Left – Dome 8 after retrofits. Right – Heat pump water heater installed in Dome 8.

Monitoring of initial retrofits

Data loggers were installed in two un-retrofitted domes, to validate the baseline analysis, and in dome 8 (retrofitted), to measure energy savings due to the implemented retrofits (insulation, windows, doors, skylights and heat pump water heater). Data points measured included electricity consumption at each circuit breaker, indoor/outdoor temperature and relative humidity, domestic hot water temperature and usage.

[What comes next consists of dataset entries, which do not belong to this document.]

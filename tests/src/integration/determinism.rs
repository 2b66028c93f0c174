//! # Determinism Scenarios
//!
//! Two networks built from the same seed must agree on everything: the
//! resident trie, every member address and age, and every counter. The
//! single generator owned by the network is the only source of
//! randomness, so any divergence means hidden state crept in.

#[cfg(test)]
mod tests {
    use sim_membership::Network;
    use sim_xor_space::{Address, Prefix};

    fn run_mixed_churn(seed: u64) -> Network {
        let mut network = Network::from_seed(seed);
        for round in 0..400usize {
            if round % 4 == 3 {
                if let Some(vault) = network.get_random_vault() {
                    network.remove_vault(&vault).unwrap();
                }
            } else if round % 10 == 9 {
                let attacker = network.spawn_attacker();
                network.add_vault(attacker).unwrap();
            } else {
                let vault = network.spawn_vault();
                network.add_vault(vault).unwrap();
            }
        }
        network
    }

    fn fingerprint(network: &Network) -> (Vec<Prefix>, Vec<(Address, u32, bool)>) {
        let mut prefixes = network.resident_prefixes();
        prefixes.sort();
        let mut members: Vec<(Address, u32, bool)> = network
            .sections()
            .flat_map(|s| s.members().iter().map(|v| (v.address, v.age, v.is_attacker)))
            .collect();
        members.sort();
        (prefixes, members)
    }

    #[test]
    fn test_identical_seeds_produce_identical_networks() {
        let a = run_mixed_churn(12345);
        let b = run_mixed_churn(12345);
        assert_eq!(fingerprint(&a), fingerprint(&b));
        assert_eq!(a.stats(), b.stats());
        assert_eq!(a.age_histogram(), b.age_histogram());
        assert_eq!(a.adult_histogram(), b.adult_histogram());
        assert_eq!(a.stats().hop_histogram(), b.stats().hop_histogram());
    }

    #[test]
    fn test_different_seeds_diverge() {
        let a = run_mixed_churn(1);
        let b = run_mixed_churn(2);
        // Member addresses are 256-bit random draws; collision across seeds
        // would be astronomically unlikely.
        assert_ne!(fingerprint(&a).1, fingerprint(&b).1);
    }
}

Left – Testing monitoring equipment in the lab. Right – Installing monitoring equipment

Preliminary results verified the initial findings of the baseline analysis and suggested a reduction in the energy use for domestic hot water of approximately 50%. Some energy savings were also shown for space heating, but the percentages in this case are still unclear. Values still need to be refined by incorporating the latest data to the analysis in order to make quantitative statements on the effect of both the envelope and water heater measures.

ZNE Retrofit PG&E grant

Learnings from the baseline analysis and the initial envelope and energy efficiency measures study, led PIET’s team to write a proposal to PG&E to conduct further research on ZNE strategies at the Domes.  A grant was awarded to:

  • Design and install prototype packaged terminal heat pumps utilizing drilled horizontal geothermal heat exchangers to improve the level of service to 2 domes, which were served by an electric resistance space heaters each.
  • Install an air-source packaged terminal heat pumps to improve the level of service to 1 dome, which was served by only an electric resistance space heater.
  • Install a heat pump water heater to serve 3 domes via a district loop and replace the existing electric resistance water heater at each dome.
  • Collect and analyze detailed energy data through instrumentation of equipment, zone and exterior conditions.
The proposed equipment were commissioned in early February 2014 and collected data – which is ongoing – was utilized to assist a simulation and market study for evaluating the feasibility of large-scale, commercial deployment of the prototype terminal heat pumps utilizing the drilled horizontal ground loop in two building archetypes: medium-density commercial lodging (small hotels, motels) and residential multifamily (low-rise apartments). The report of this study may be requested from PG&E.

Technology Descriptions

Heat pump water heater (HPWP)

A heat pump takes advantage of the thermodynamic properties of organic fluids (refrigerants) which allows the system to provide a certain amount of cooling or heating with less energy input relative to an electric resistance heater where the input electrical energy is directly converted to heat in a 1:1 ratio. When an air-source heat pump is applied to water heating service, significant improvements to electrical energy use efficiency can be achieved, except when the outdoor air temperature is very low. Capacity and efficiency of the heat pump is greatly reduced at low outside are conditions which forces the back-up resistance heater to operate.
Ground-source heat pump (GHP)

A GHP system takes advantage of the ground’s moderate temperature to heat or cool air or water very efficiently. A study was conducted at the Domes, to evaluate different types of GHP systems. Options analyzed included both central and individual configurations, providing either all or some of the services of space heating, space cooling and domestic hot water (the most significant end uses in terms of energy consumption).

From the study, an individual GHP system providing space heating and cooling to a single dome was selected for installation at the Domes. The system comprises of a prototype heat pump unit, called GTHP, which was modified from a commercially-available air-source heat pump unit (known as PTHP). The GTHP utilizes a shallow, horizontally drilled geothermal heat exchanger.

[1] The Americans with Disabilities Act (ADA) ensures, among other things, access to the built environment for people with disabilities through standards for construction and alteration.